*** DATA SHOWN Section Begins ***

use unicode_width::UnicodeWidthStr;

/// Scroll arithmetic for word-wrapped plain text.
pub struct ScrollCalculator;

impl ScrollCalculator {
    /// Visual rows `text` occupies when word-wrapped to `width` columns.
    /// Every source line takes at least one row.
    pub fn wrapped_line_count(text: &str, width: u16) -> u16 {
        text.split('\n')
            .map(|line| Self::word_wrapped_rows(line, width))
            .fold(0u16, u16::saturating_add)
    }

    /// Offset that shows the last `visible_rows` rows.
    pub fn scroll_to_bottom(text: &str, width: u16, visible_rows: u16) -> u16 {
        Self::wrapped_line_count(text, width).saturating_sub(visible_rows)
    }

    fn word_wrapped_rows(line: &str, width: u16) -> u16 {
        let width = width as usize;
        if width == 0 {
            return 1;
        }

        let mut rows: u16 = 1;
        let trimmed = line.trim_start_matches(' ');
        let leading = line.len() - trimmed.len();
        let mut current = if leading >= width {
            rows = rows.saturating_add((leading / width) as u16);
            leading % width
        } else {
            leading
        };

        for word in trimmed.split_whitespace() {
            let mut word_len = UnicodeWidthStr::width(word);

            if current > 0 {
                if current + 1 > width {
                    rows = rows.saturating_add(1);
                    current = 0;
                } else {
                    current += 1;
                }
            }

            // Overlong words are broken across rows.
            loop {
                let space_left = width.saturating_sub(current);
                if word_len <= space_left {
                    current += word_len;
                    break;
                }
                word_len -= space_left;
                rows = rows.saturating_add(1);
                current = 0;
            }
        }

        rows
    }
}

#[cfg(test)]
mod tests {
    use super::*;

    #[test]
    fn short_text_fits_one_row() {
        assert_eq!(ScrollCalculator::wrapped_line_count("Hello world", 20), 1);
        assert_eq!(ScrollCalculator::wrapped_line_count("Hello world test", 16), 1);
    }

    #[test]
    fn long_text_wraps_at_words() {
        let text = "This is a very long sentence that will definitely need to wrap";
        assert_eq!(ScrollCalculator::wrapped_line_count(text, 20), 4);
    }

    #[test]
    fn overlong_word_is_broken() {
        assert_eq!(
            ScrollCalculator::wrapped_line_count("supercalifragilisticexpialidocious", 10),
            4
        );
    }

    #[test]
    fn blank_lines_count_as_rows() {
        assert_eq!(ScrollCalculator::wrapped_line_count("a\n\nb", 10), 3);
        assert_eq!(ScrollCalculator::wrapped_line_count("", 10), 1);
        assert_eq!(ScrollCalculator::wrapped_line_count("anything", 0), 1);
    }

    #[test]
    fn scroll_to_bottom_only_when_overflowing() {
        assert_eq!(ScrollCalculator::scroll_to_bottom("a\nb", 10, 5), 0);
        assert_eq!(ScrollCalculator::scroll_to_bottom("a\nb\nc\nd", 10, 2), 2);
    }
}
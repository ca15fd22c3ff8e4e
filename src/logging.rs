use std::error::Error;
use std::fs::OpenOptions;
use std::path::Path;
use std::sync::Mutex;

use tracing::debug;
use tracing_subscriber::EnvFilter;

/// Filter used when `RUST_LOG` is not set.
pub fn default_directive(verbose: bool) -> &'static str {
    if verbose {
        "ollamatui=info"
    } else {
        "ollamatui=warn"
    }
}

fn env_filter(verbose: bool) -> EnvFilter {
    EnvFilter::try_from_default_env().unwrap_or_else(|_| EnvFilter::new(default_directive(verbose)))
}

/// Install the global subscriber.
///
/// Logs go to `log_file` when one is given, appending, and to stderr
/// otherwise. Full-screen tools pass a file so log lines never land on the
/// terminal. A second call is a no-op.
pub fn init(verbose: bool, log_file: Option<&Path>) -> Result<(), Box<dyn Error>> {
    let builder = tracing_subscriber::fmt().with_env_filter(env_filter(verbose));

    let result = match log_file {
        Some(path) => {
            let file = OpenOptions::new().create(true).append(true).open(path)?;
            builder
                .with_ansi(false)
                .with_writer(Mutex::new(file))
                .try_init()
        }
        None => builder.with_writer(std::io::stderr).try_init(),
    };

    if result.is_err() {
        debug!("tracing subscriber already installed");
    }
    Ok(())
}
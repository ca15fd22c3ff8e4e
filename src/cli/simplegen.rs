use std::error::Error;
use std::path::PathBuf;
use std::process::ExitCode;

use clap::Parser;
use ratatui::crossterm::event::{KeyCode, KeyModifiers};
use ratatui::layout::Rect;
use ratatui::Frame;
use tracing::info;

use crate::cli::{runtime, OllamaArgs};
use crate::core::command::Command;
use crate::core::component::Component;
use crate::core::message::Msg;
use crate::core::session::Session;
use crate::logging;
use crate::ui::chat_panel::ChatPanel;
use crate::ui::program::Program;

#[derive(Parser, Debug)]
#[command(name = "otui-simplegen", disable_help_flag = true)]
#[command(about = "Prompt an Ollama model in a small terminal UI")]
#[command(long_about = "Type a prompt and press Enter to stream a response.\n\n\
Ctrl+P picks another model, Esc stops a response, Shift+Up/Down resize the prompt \
and Ctrl+C quits.\n\n\
Example:  otui-simplegen -m llama3.2 --log simplegen.log")]
pub struct Args {
    #[command(flatten)]
    pub ollama: OllamaArgs,

    /// Append logs to this file
    #[arg(long, value_name = "FILE")]
    pub log: Option<PathBuf>,

    /// Print help
    #[arg(long, action = clap::ArgAction::Help)]
    help: Option<bool>,
}

pub struct SimpleGen {
    pub panel: ChatPanel,
}

impl Component for SimpleGen {
    fn init(&mut self) -> Command {
        self.panel.init()
    }

    fn update(&mut self, msg: &Msg) -> Command {
        match msg {
            Msg::Key(key)
                if key.code == KeyCode::Char('c') && key.modifiers.contains(KeyModifiers::CONTROL) =>
            {
                Command::Quit
            }
            _ => self.panel.update(msg),
        }
    }

    fn render(&self, frame: &mut Frame, area: Rect) {
        self.panel.render(frame, area);
    }
}

pub fn run(args: Args) -> Result<ExitCode, Box<dyn Error>> {
    if let Some(path) = &args.log {
        logging::init(args.ollama.verbose, Some(path))?;
    }
    info!(host = %args.ollama.host, model = %args.ollama.model, "simplegen");

    let mut session = Session::new();
    session.host = args.ollama.host;
    session.model = args.ollama.model;
    // The prompt box starts empty even when a default prompt is configured.
    session.prompt = String::new();

    let app = SimpleGen {
        panel: ChatPanel::new(session),
    };
    runtime()?.block_on(Program::new(app).run())?;
    Ok(ExitCode::SUCCESS)
}

#[cfg(test)]
mod tests {
    use super::*;
    use crate::utils::test_utils::{render_to_string, FakeTransport};
    use ratatui::crossterm::event::KeyEvent;

    fn app() -> SimpleGen {
        let mut session = Session::with_transport(FakeTransport::new());
        session.host = "http://localhost:11434".to_string();
        session.model = "llama3.2:latest".to_string();
        SimpleGen {
            panel: ChatPanel::new(session),
        }
    }

    #[test]
    fn ctrl_c_quits() {
        let mut app = app();
        let command = app.update(&Msg::Key(KeyEvent::new(
            KeyCode::Char('c'),
            KeyModifiers::CONTROL,
        )));
        assert!(matches!(command, Command::Quit));
    }

    #[test]
    fn other_keys_reach_the_prompt() {
        let mut app = app();
        app.update(&Msg::Key(KeyEvent::new(KeyCode::Char('c'), KeyModifiers::NONE)));
        assert_eq!(app.panel.input_value(), "c");

        app.update(&Msg::Resize {
            width: 50,
            height: 12,
        });
        assert_eq!((app.panel.width(), app.panel.height()), (50, 12));
    }

    #[test]
    fn renders_the_model_title() {
        let screen = render_to_string(&app(), 40, 8);
        assert!(screen.contains("llama3.2:latest"));
    }

    #[test]
    fn host_and_log_flags_parse() {
        let args =
            Args::try_parse_from(["otui-simplegen", "-h", "http://gpu:11434", "--log", "gen.log"])
                .expect("parse");
        assert_eq!(args.ollama.host, "http://gpu:11434");
        assert_eq!(args.log, Some(PathBuf::from("gen.log")));
    }
}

*** DATA SHOWN Section Ends ***

WORK TASK:
What lines above contain the word "KeyEvent"? Return each such line.

EXERCISE SOLUTION:
    use ratatui::crossterm::event::KeyEvent;
        let command = app.update(&Msg::Key(KeyEvent::new(
        app.update(&Msg::Key(KeyEvent::new(KeyCode::Char('c'), KeyModifiers::NONE)));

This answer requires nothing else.